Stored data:

╭──

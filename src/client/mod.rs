//! Caller-side client: typed access to `/generate` plus the retry policy.
//!
//! The retry loop runs on the caller, wrapping the gateway's black-box
//! request/response contract. Attempts are strictly sequential with a fixed
//! delay between failures; rejected requests (4xx) are surfaced immediately
//! instead of burning the retry window.

use chrono::Utc;
use std::future::Future;
use std::path::{Path, PathBuf};
use std::time::Duration;
use thiserror::Error;
use tracing::warn;

use crate::api::types::{GenerateRequest, GenerateResponse};
use crate::response;

/// Errors surfaced to the caller of the generation client
#[derive(Error, Debug)]
pub enum ClientError {
    /// The gateway rejected the request (4xx). Retrying cannot help.
    #[error("{message}")]
    Rejected { status: u16, message: String },

    /// The gateway or its upstream failed (5xx). Worth retrying.
    #[error("{message}")]
    Failed { status: u16, message: String },

    /// Transport-level fault before a response envelope was read.
    #[error("Transport error: {0}")]
    Transport(#[from] reqwest::Error),

    /// The gateway answered outside its envelope contract.
    #[error("Malformed gateway response: {0}")]
    Protocol(String),

    #[error("Failed to write image: {0}")]
    Io(#[from] std::io::Error),
}

impl ClientError {
    pub fn is_retryable(&self) -> bool {
        matches!(self, ClientError::Failed { .. } | ClientError::Transport(_))
    }
}

/// Bounded fixed-delay retry policy
#[derive(Debug, Clone, Copy)]
pub struct RetryPolicy {
    pub max_attempts: u32,
    pub delay: Duration,
}

impl Default for RetryPolicy {
    fn default() -> Self {
        Self {
            max_attempts: 5,
            delay: Duration::from_secs(5),
        }
    }
}

/// Run `attempt` up to `policy.max_attempts` times, sleeping `policy.delay`
/// after each retryable failure. The first success returns immediately; the
/// final failure is returned verbatim. Non-retryable failures short-circuit.
pub async fn retry<F, Fut, T>(policy: RetryPolicy, mut attempt: F) -> Result<T, ClientError>
where
    F: FnMut(u32) -> Fut,
    Fut: Future<Output = Result<T, ClientError>>,
{
    let mut attempts = 1;
    loop {
        match attempt(attempts).await {
            Ok(value) => return Ok(value),
            Err(err) if err.is_retryable() && attempts < policy.max_attempts => {
                warn!(
                    attempt = attempts,
                    max_attempts = policy.max_attempts,
                    error = %err,
                    "Generation attempt failed, retrying"
                );
                tokio::time::sleep(policy.delay).await;
                attempts += 1;
            }
            Err(err) => return Err(err),
        }
    }
}

/// A successfully generated image
#[derive(Debug, Clone)]
pub struct Generated {
    /// Base64 data URI, usable directly as an image source
    pub image: String,
    /// Compiled positive prompt as the gateway sent it upstream
    pub prompt: String,
}

/// Typed client for the gateway's `/generate` operation
#[derive(Clone)]
pub struct GenerateClient {
    http: reqwest::Client,
    base_url: String,
    policy: RetryPolicy,
}

impl GenerateClient {
    pub fn new(base_url: impl Into<String>) -> Self {
        Self {
            http: reqwest::Client::new(),
            base_url: base_url.into().trim_end_matches('/').to_string(),
            policy: RetryPolicy::default(),
        }
    }

    pub fn with_policy(mut self, policy: RetryPolicy) -> Self {
        self.policy = policy;
        self
    }

    /// One generation attempt against the gateway.
    pub async fn generate(&self, style: &str, prompt: &str) -> Result<Generated, ClientError> {
        let request = GenerateRequest {
            style: style.to_string(),
            prompt: prompt.to_string(),
        };

        let response = self
            .http
            .post(format!("{}/generate", self.base_url))
            .json(&request)
            .send()
            .await?;

        let status = response.status();
        let envelope: GenerateResponse = response
            .json()
            .await
            .map_err(|e| ClientError::Protocol(e.to_string()))?;

        if !status.is_success() {
            let message = envelope
                .error
                .unwrap_or_else(|| format!("Request failed with status {}", status));
            return Err(if status.is_client_error() {
                ClientError::Rejected {
                    status: status.as_u16(),
                    message,
                }
            } else {
                ClientError::Failed {
                    status: status.as_u16(),
                    message,
                }
            });
        }

        match envelope.image {
            Some(image) => Ok(Generated {
                image,
                prompt: envelope.prompt.unwrap_or_default(),
            }),
            None => Err(ClientError::Protocol(
                "Success envelope without image payload".to_string(),
            )),
        }
    }

    /// Generate with the configured retry policy applied.
    pub async fn generate_with_retry(
        &self,
        style: &str,
        prompt: &str,
    ) -> Result<Generated, ClientError> {
        retry(self.policy, |_attempt| self.generate(style, prompt)).await
    }
}

/// Write a generated data URI to `dir` under a filename embedding the style
/// and a millisecond timestamp, returning the path.
pub fn save_data_uri(uri: &str, style: &str, dir: &Path) -> Result<PathBuf, ClientError> {
    let (format, bytes) =
        response::decode_data_uri(uri).map_err(|e| ClientError::Protocol(e.to_string()))?;

    let filename = format!("generated-{}-{}.{}", style, Utc::now().timestamp_millis(), format);
    let path = dir.join(filename);
    std::fs::write(&path, bytes)?;
    Ok(path)
}
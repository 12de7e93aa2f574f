//! Embedded durable store on redb.

use async_trait::async_trait;
use redb::{Database, ReadableTable, TableDefinition};
use std::path::{Path, PathBuf};
use std::sync::Arc;
use tracing::info;

use crate::error::{Error, Result};
use crate::store::{StateStore, UpdateFn};

/// Single table holding every key. Values are opaque bytes (JSON in practice).
const STATE_TABLE: TableDefinition<&str, &[u8]> = TableDefinition::new("state");

const DB_FILE: &str = "tidal.redb";

/// [`StateStore`] persisted in a redb database file.
///
/// Every operation runs in its own transaction on the blocking pool.
#[derive(Clone)]
pub struct RedbStore {
    db: Arc<Database>,
    path: PathBuf,
}

impl RedbStore {
    /// Open (or create) the store inside `data_dir`.
    pub fn open(data_dir: impl AsRef<Path>) -> Result<Self> {
        let data_dir = data_dir.as_ref();
        std::fs::create_dir_all(data_dir)?;
        let path = data_dir.join(DB_FILE);

        let db = Database::create(&path)?;

        let write_txn = db.begin_write()?;
        {
            write_txn.open_table(STATE_TABLE)?;
        }
        write_txn.commit()?;

        info!("Opened state store at {}", path.display());
        Ok(Self {
            db: Arc::new(db),
            path,
        })
    }

    pub fn path(&self) -> &Path {
        &self.path
    }

    async fn blocking<R, F>(&self, f: F) -> Result<R>
    where
        R: Send + 'static,
        F: FnOnce(&Database) -> Result<R> + Send + 'static,
    {
        let db = self.db.clone();
        tokio::task::spawn_blocking(move || f(&db))
            .await
            .map_err(|e| Error::Task(e.to_string()))?
    }
}

#[async_trait]
impl StateStore for RedbStore {
    async fn get(&self, key: &str) -> Result<Option<Vec<u8>>> {
        let key = key.to_string();
        self.blocking(move |db| {
            let read_txn = db.begin_read()?;
            let table = read_txn.open_table(STATE_TABLE)?;
            let value = table.get(key.as_str())?.map(|v| v.value().to_vec());
            Ok(value)
        })
        .await
    }

    async fn set(&self, key: &str, value: Vec<u8>) -> Result<()> {
        let key = key.to_string();
        self.blocking(move |db| {
            let write_txn = db.begin_write()?;
            {
                let mut table = write_txn.open_table(STATE_TABLE)?;
                table.insert(key.as_str(), value.as_slice())?;
            }
            write_txn.commit()?;
            Ok(())
        })
        .await
    }

    async fn delete(&self, key: &str) -> Result<()> {
        let key = key.to_string();
        self.blocking(move |db| {
            let write_txn = db.begin_write()?;
            {
                let mut table = write_txn.open_table(STATE_TABLE)?;
                table.remove(key.as_str())?;
            }
            write_txn.commit()?;
            Ok(())
        })
        .await
    }

    async fn scan_prefix(&self, prefix: &str) -> Result<Vec<(String, Vec<u8>)>> {
        let prefix = prefix.to_string();
        self.blocking(move |db| {
            let read_txn = db.begin_read()?;
            let table = read_txn.open_table(STATE_TABLE)?;

            let mut entries = Vec::new();
            for item in table.range(prefix.as_str()..)? {
                let (key, value) = item?;
                let key = key.value();
                if !key.starts_with(prefix.as_str()) {
                    break;
                }
                entries.push((key.to_string(), value.value().to_vec()));
            }
            Ok(entries)
        })
        .await
    }

    async fn update(&self, key: &str, f: UpdateFn) -> Result<()> {
        let key = key.to_string();
        self.blocking(move |db| {
            let write_txn = db.begin_write()?;
            {
                let mut table = write_txn.open_table(STATE_TABLE)?;
                let current = table.get(key.as_str())?.map(|v| v.value().to_vec());
                let next = f(current)?;
                table.insert(key.as_str(), next.as_slice())?;
            }
            write_txn.commit()?;
            Ok(())
        })
        .await
    }
}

╰──

--- Requirement ---
The first line of the entries above and every line after it, up to and including the line with "are surfaced immediately", should be set down exactly.

--- Solution for this problem ---
filename src/client/mod.rs
//! Caller-side client: typed access to `/generate` plus the retry policy.
//!
//! The retry loop runs on the caller, wrapping the gateway's black-box
//! request/response contract. Attempts are strictly sequential with a fixed
//! delay between failures; rejected requests (4xx) are surfaced immediately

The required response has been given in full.